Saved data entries

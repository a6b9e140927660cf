// Unit Tests for Model Output Extraction
//
// UNIT UNDER TEST: extract_test_cases
//
// BUSINESS RESPONSIBILITY:
//   - Recovers draft test cases from whatever layout the model answered in
//   - Never fails: unrecognized output is kept whole in one degraded case
//   - Leaves expected-result alignment to the generator, with the raw lists intact
//
// TEST COVERAGE:
//   - JSON arrays, wrapped objects and fenced JSON in mixed content
//   - TEST CASE headers with labelled sections and arrow steps
//   - Step segments for test data and notes
//   - Given/When/Then lines inside a case
//   - Gherkin Feature and Background blocks
//   - Separate expected-results blocks
//   - Degraded tier and empty responses

use crate::core_types::StepRole;
use crate::response_parser::{extract_test_cases, UNSTRUCTURED_CASE};

#[cfg(test)]
mod json_tier_tests {
    use super::*;

    #[test]
    fn test_wrapped_json_cases_are_extracted() {
        // Arrange
        let raw = r#"{"test_cases": [{
            "title": "Valid login",
            "description": "Happy path",
            "preconditions": "User exists",
            "steps": [
                {"action": "Enter valid credentials", "expected_result": "Dashboard is shown"},
                "Verify the welcome banner => Banner shows the user name"
            ]
        }]}"#;

        // Act
        let extraction = extract_test_cases(raw);

        // Assert
        assert!(!extraction.degraded);
        assert_eq!(extraction.cases.len(), 1);
        let case = &extraction.cases[0];
        assert_eq!(case.title, "Valid login");
        assert_eq!(case.preconditions, vec!["User exists".to_string()]);
        assert_eq!(case.steps.len(), 2);
        assert_eq!(case.steps[0].expected_result, "Dashboard is shown");
        assert_eq!(case.steps[1].action, "Verify the welcome banner");
        assert_eq!(case.steps[1].role, Some(StepRole::Verification));
    }

    #[test]
    fn test_fenced_json_inside_prose_is_found() {
        // Arrange
        let raw = "Here are your tests:\n```json\n[{\"name\": \"Logout\", \"steps\": [\"Click logout -> Login page is shown\"]}]\n```\nLet me know if you need more.";

        // Act
        let extraction = extract_test_cases(raw);

        // Assert
        assert_eq!(extraction.cases.len(), 1);
        assert_eq!(extraction.cases[0].title, "Logout");
        assert_eq!(extraction.cases[0].steps[0].action, "Click logout");
        assert_eq!(extraction.cases[0].steps[0].expected_result, "Login page is shown");
    }
}

#[cfg(test)]
mod text_tier_tests {
    use super::*;

    #[test]
    fn test_layout_with_headers_sections_and_arrows() {
        // Arrange
        let raw = "TEST CASE 1: Successful login
Description: A registered user signs in
Preconditions:
- The user has an account
Steps:
1. Open the login page => The form is shown
2. Submit valid credentials => The dashboard is shown | Data: user@example.com | Notes: use staging

TEST CASE 2: Wrong password
Steps:
1. Submit a wrong password => An error is shown";

        // Act
        let extraction = extract_test_cases(raw);

        // Assert
        assert!(!extraction.degraded);
        assert_eq!(extraction.cases.len(), 2, "Two headers, two cases");
        let first = &extraction.cases[0];
        assert_eq!(first.title, "Successful login");
        assert_eq!(first.description, "A registered user signs in");
        assert_eq!(first.preconditions, vec!["The user has an account".to_string()]);
        assert_eq!(first.steps.len(), 2);
        assert_eq!(first.steps[1].expected_result, "The dashboard is shown");
        assert_eq!(first.steps[1].test_data.as_deref(), Some("user@example.com"));
        assert_eq!(first.steps[1].notes.as_deref(), Some("use staging"));
        assert_eq!(extraction.cases[1].steps[0].action, "Submit a wrong password");
    }

    #[test]
    fn test_bold_markdown_headers_and_clause_lines() {
        // Arrange
        let raw = "**Test Case 1:** Checkout
Given a cart with one item
When the user pays
Then the order is confirmed
And a receipt is emailed";

        // Act
        let extraction = extract_test_cases(raw);

        // Assert
        assert_eq!(extraction.cases.len(), 1);
        let case = &extraction.cases[0];
        assert_eq!(case.title, "Checkout");
        assert_eq!(case.preconditions, vec!["a cart with one item".to_string()]);
        assert_eq!(case.steps.len(), 2, "When/Then pair plus the trailing And Then");
        assert_eq!(case.steps[0].action, "the user pays");
        assert_eq!(case.steps[0].expected_result, "the order is confirmed");
        assert_eq!(case.steps[1].role, Some(StepRole::Verification));
        assert_eq!(case.steps[1].expected_result, "a receipt is emailed");
    }

    #[test]
    fn test_separate_expected_results_block_is_kept_as_listed() {
        // Test verifies mismatched expected results reach the generator untouched

        // Arrange
        let raw = "TEST CASE 1: Profile update
Steps:
1. Open the profile page
2. Change the display name
3. Save
Expected Results:
1. The profile page opens
2. The new name is saved";

        // Act
        let extraction = extract_test_cases(raw);

        // Assert
        let case = &extraction.cases[0];
        assert_eq!(case.steps.len(), 3);
        assert_eq!(case.expected_results.len(), 2, "Expected list kept as listed");
        assert!(case.steps.iter().all(|step| step.expected_result.is_empty()));
    }

    #[test]
    fn test_gherkin_background_feeds_every_scenario() {
        // Test verifies Feature and Background headers open no case of their own

        // Arrange
        let raw = "Feature: Login

  Background:
    Given the app is running
    And the user is signed out

  Scenario: Valid login
    When they sign in
    Then the dashboard is shown

  Scenario: Wrong password
    When they sign in with a wrong password
    Then an error is shown";

        // Act
        let extraction = extract_test_cases(raw);

        // Assert
        assert!(!extraction.degraded);
        let titles: Vec<_> = extraction.cases.iter().map(|case| case.title.as_str()).collect();
        assert_eq!(titles, vec!["Valid login", "Wrong password"]);
        for case in &extraction.cases {
            assert_eq!(
                case.preconditions,
                vec!["the app is running".to_string(), "the user is signed out".to_string()],
                "Background applies to '{}'",
                case.title
            );
            assert_eq!(case.steps.len(), 1);
        }
    }
}

#[cfg(test)]
mod degraded_tier_tests {
    use super::*;

    #[test]
    fn test_unrecognized_prose_becomes_one_case_with_warning() {
        // Arrange
        let raw = "I think you should test the login flow thoroughly, especially errors.";

        // Act
        let extraction = extract_test_cases(raw);

        // Assert
        assert!(extraction.degraded);
        assert_eq!(extraction.cases.len(), 1);
        assert_eq!(extraction.cases[0].title, UNSTRUCTURED_CASE);
        assert_eq!(extraction.cases[0].description, raw);
        assert_eq!(extraction.warnings.len(), 1);
    }

    #[test]
    fn test_empty_response_yields_no_cases_and_a_warning() {
        // Arrange & Act
        let extraction = extract_test_cases("  \n ");

        // Assert
        assert!(extraction.cases.is_empty());
        assert!(extraction.degraded);
        assert_eq!(extraction.warnings, vec!["model returned an empty response".to_string()]);
    }
}
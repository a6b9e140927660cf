//! Functional test generation

use super::{check_inputs, Generator, ModelPass};
use crate::client::ProviderClient;
use crate::core_types::{GenerationResult, IdSequence, RequirementModel, TestSpecification, TestType};
use crate::error::GenResult;
use crate::logging::log_info;
use crate::providers::InvokeOptions;

use async_trait::async_trait;
use std::sync::Arc;

#[derive(Debug, Clone)]
pub struct FunctionalGenerator {
    pass: ModelPass,
}

impl FunctionalGenerator {
    pub fn new(client: Arc<ProviderClient>, options: InvokeOptions) -> Self {
        Self {
            pass: ModelPass::new(client, options),
        }
    }
}

#[async_trait]
impl Generator for FunctionalGenerator {
    fn name(&self) -> &'static str {
        "functional-generator"
    }

    fn test_type(&self) -> TestType {
        TestType::Functional
    }

    async fn generate(
        &self,
        requirements: &RequirementModel,
        spec: &TestSpecification,
    ) -> GenResult<GenerationResult> {
        check_inputs(requirements, spec, TestType::Functional)?;

        let mut result = GenerationResult::new(self.name());
        let mut ids = IdSequence::new(TestType::Functional.id_prefix());
        self.pass
            .run(
                requirements,
                spec,
                TestType::Functional,
                spec.priority,
                &mut ids,
                &mut result,
            )
            .await?;

        log_info!(
            generator = self.name(),
            test_cases = result.test_cases.len(),
            warnings = result.warnings.len(),
            "Functional generation finished"
        );
        Ok(result)
    }
}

Aim of the exercise: Go through the records above, find every line with the word "order", and list those lines.

Output for this exercise:
Then the order is confirmed
        assert_eq!(case.steps[0].expected_result, "the order is confirmed");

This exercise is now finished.